Update README.md

51a4240 verified about 7 hours ago

5.63 kB

	---
	language:
	- kab
	- ber
	license: apache-2.0
	tags:
	- tokenizer
	- bpe
	- kabyle
	- taqbaylit
	- tamazight
	- nlp
	library_name: tokenizers
	pipeline_tag: text-generation
	---

	# Kabyle BPE Tokenizer v2

	A clean, production-ready BPE tokenizer for the Kabyle language (Taqbaylit), built from scratch with proper Unicode handling and a CLDR-grounded alphabet.

	## Overview

	\| Property \| Value \|
	\|---\|---\|
	\| Language \| Kabyle / Taqbaylit (`kab`) \|
	\| Script \| Latin (Mammeri orthography) \|
	\| Algorithm \| Byte-Pair Encoding (BPE) \|
	\| Vocab size \| 48,000 \|
	\| Normalizer \| NFC + Lowercase \|
	\| Pre-tokenizer \| Metaspace + Punctuation split \|
	\| Model max length \| 512 \|

	## Usage

	```python
	from transformers import AutoTokenizer

	tok = AutoTokenizer.from_pretrained("boffire/Kabyle-BPE-Tokenizer-v2")

	text = "Taqbaylit d tutlayt tameẓẓyant yellan deg tmurt n Leqbayel."
	ids = tok.encode(text)
	tokens = tok.convert_ids_to_tokens(ids)
	print(tokens)
	# ['▁taqbaylit', '▁d', '▁tutlayt', '▁tameẓẓyant', '▁yellan',
	# '▁deg', '▁tmurt', '▁n', '▁leqbayel', '.']
	```

	## Design Decisions

	### 1. NFC Unicode Normalization
	Kabyle special characters (ẓ, ɣ, ɛ, ḥ…) can be encoded in two ways in UTF-8: as a single precomposed codepoint, or as a base character + combining diacritic. Without normalization, the same word can produce different token sequences depending on how the source file was saved. NFC normalization is applied before tokenization to guarantee consistency.

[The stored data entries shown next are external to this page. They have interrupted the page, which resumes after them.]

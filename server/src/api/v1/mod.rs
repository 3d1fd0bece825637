pub(crate) mod params;
pub(crate) mod resolve;
pub(crate) mod travel_times;
use std::collections::HashMap;
use std::fs::File;
use std::io::BufReader;
use std::path::Path;

use chrono::{Duration, TimeDelta};
use geo::{point, Point};
use serde::{Deserialize, Serialize};

use crate::types::errors::DatasetError;
use crate::types::{Mode, RouteId, StopId};

/// The pre-merged route/time dataset, one JSON document shaped like
/// `routeTimeList.min.json`. It is validated upstream and treated as
/// immutable for the whole process lifetime.
#[derive(Debug, Clone, Deserialize)]
pub struct Dataset {
    #[serde(rename = "routeList")]
    pub routes: HashMap<RouteId, Route>,
    #[serde(rename = "stopList")]
    pub stops: HashMap<StopId, Stop>,
    #[serde(rename = "journeyTimes")]
    pub journey_times: HashMap<StopId, HashMap<StopId, JourneyTime>>,
}

impl Dataset {
    pub fn load(path: &Path) -> Result<Self, DatasetError> {
        let file = File::open(path)?;
        let dataset = serde_json::from_reader(BufReader::new(file))?;
        Ok(dataset)
    }

    /// Scheduled travel time from `from` to its immediate successor `to`
    /// on some route. `None` means the edge is unreachable for this
    /// slice.
    pub fn journey_time(
        &self,
        from: &StopId,
        to: &StopId,
        slice: Option<TimeSlice>,
    ) -> Option<Duration> {
        let seconds = self.journey_times.get(from)?.get(to)?.seconds(slice)?;
        Some(TimeDelta::milliseconds((seconds * 1_000.0) as i64))
    }
}

#[derive(Debug, Clone, Deserialize)]
pub struct Stop {
    /// Display name per language code ("en", "zh", ...)
    pub name: HashMap<String, String>,
    pub location: Location,
    #[serde(rename = "co")]
    pub modes: Vec<Mode>,
    /// Stops reachable by a short interchange walk
    #[serde(default)]
    pub nearby: Vec<StopId>,
}

#[derive(Debug, Clone, Copy, PartialEq, Serialize, Deserialize)]
pub struct Location {
    pub lat: f64,
    pub lng: f64,
}

impl Location {
    pub fn point(&self) -> Point<f64> {
        point!(x: self.lng, y: self.lat)
    }
}

#[derive(Debug, Clone, Deserialize)]
pub struct Route {
    /// Public-facing route name, e.g. "1A"
    #[serde(rename = "route")]
    pub name: String,
    #[serde(rename = "co")]
    pub modes: Vec<Mode>,
    /// One ordered stop sequence per cooperating operator. Jointly
    /// operated routes have several sequences that may differ.
    pub stops: HashMap<Mode, Vec<StopId>>,
}

/// Travel time between two adjacent stops: either a flat "normal"
/// value in seconds, or a table keyed by weekday category and hour.
#[serde_with::serde_as]
#[derive(Debug, Clone, Deserialize)]
#[serde(untagged)]
pub enum JourneyTime {
    Flat(f64),
    Scheduled(
        #[serde_as(as = "HashMap<_, HashMap<serde_with::DisplayFromStr, _>>")]
        HashMap<WeekdayCategory, HashMap<u8, f64>>,
    ),
}

impl JourneyTime {
    pub fn seconds(&self, slice: Option<TimeSlice>) -> Option<f64> {
        match (self, slice) {
            (JourneyTime::Flat(seconds), _) => Some(*seconds),
            (JourneyTime::Scheduled(table), Some(slice)) => {
                table.get(&slice.weekday)?.get(&slice.hour).copied()
            }
            // A scheduled-only entry without a time-of-day filter has no
            // "normal" value to fall back to, so the edge is a miss.
            (JourneyTime::Scheduled(_), None) => None,
        }
    }
}

#[derive(Debug, Clone, Copy, Hash, Eq, PartialEq, Serialize, Deserialize)]
#[serde(rename_all = "lowercase")]
pub enum WeekdayCategory {
    Weekday,
    Saturday,
    Holiday,
}

/// Optional weekday + hour-of-day selector for a query. Absent means
/// the flat "normal" times apply.
#[derive(Debug, Clone, Copy, PartialEq, Serialize, Deserialize)]
pub struct TimeSlice {
    pub weekday: WeekdayCategory,
    pub hour: u8,
}
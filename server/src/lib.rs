mod api;

use axum::routing::get;
use axum::Router;
use common::types::config::QueryConfig;
use common::types::dataset::Dataset;
use engine::TimeSurface;
use log::info;
use std::fmt::Display;
use std::sync::Arc;
use tokio::net::TcpListener;
use tokio::sync::RwLock;

struct AppData {
    /// `None` while the dataset is still loading; queries answer
    /// neutrally instead of failing.
    dataset: RwLock<Option<Arc<Dataset>>>,
    last_result: RwLock<Option<LastResult>>,
}

/// Surface of the most recent query, built once per origin so point
/// resolution only pays for index construction and lookups.
#[derive(Clone)]
struct LastResult {
    surface: Arc<TimeSurface>,
    config: QueryConfig,
}

pub async fn build(
    dataset: Option<Arc<Dataset>>,
    address: &str,
) -> Result<(TcpListener, Router), ServerError> {
    let app_data = Arc::new(AppData {
        dataset: RwLock::new(dataset),
        last_result: RwLock::new(None),
    });

    let app = Router::new()
        .route("/api/v1/travel-times", get(api::v1::travel_times::endpoint))
        .route("/api/v1/resolve", get(api::v1::resolve::endpoint))
        .with_state(app_data);

    let listener = TcpListener::bind(address).await?;

    Ok((listener, app))
}

pub async fn serve(listener: TcpListener, app: Router) -> Result<(), ServerError> {
    info!(target: "server", "listening on {}", listener.local_addr()?);
    axum::serve(listener, app).await?;
    Ok(())
}

#[derive(thiserror::Error, Debug)]
pub enum ServerError {
    Io(#[from] std::io::Error),
}

impl Display for ServerError {
    fn fmt(&self, f: &mut std::fmt::Formatter<'_>) -> std::fmt::Result {
        write!(f, "{:?}", self)
    }
}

	### 2. Metaspace Pre-tokenizer
	Instead of ByteLevel BPE (used by GPT-2-based tokenizers), this tokenizer uses a Metaspace pre-tokenizer. Word-initial spaces are marked as `▁`, and all Unicode characters — including Kabyle-specific extended Latin letters — remain as single atomic units. This eliminates the byte-level garbling (`áºĵ` for `ẓ`, `ÉĽ` for `ɛ`) seen in byte-level tokenizers.

	### 3. Hyphen Preserved as Morphological Marker
	In Kabyle, the hyphen (`-`) is a morphological connector, not punctuation. It marks clitic attachment (verbal object clitics: `yewwi-t-id`), directional clitics (`yeffeɣ-d`), and possessive suffixes (`tamurt-nneɣ`). The punctuation splitter explicitly excludes `-` so these forms are pre-tokenized as single units and BPE can learn them correctly.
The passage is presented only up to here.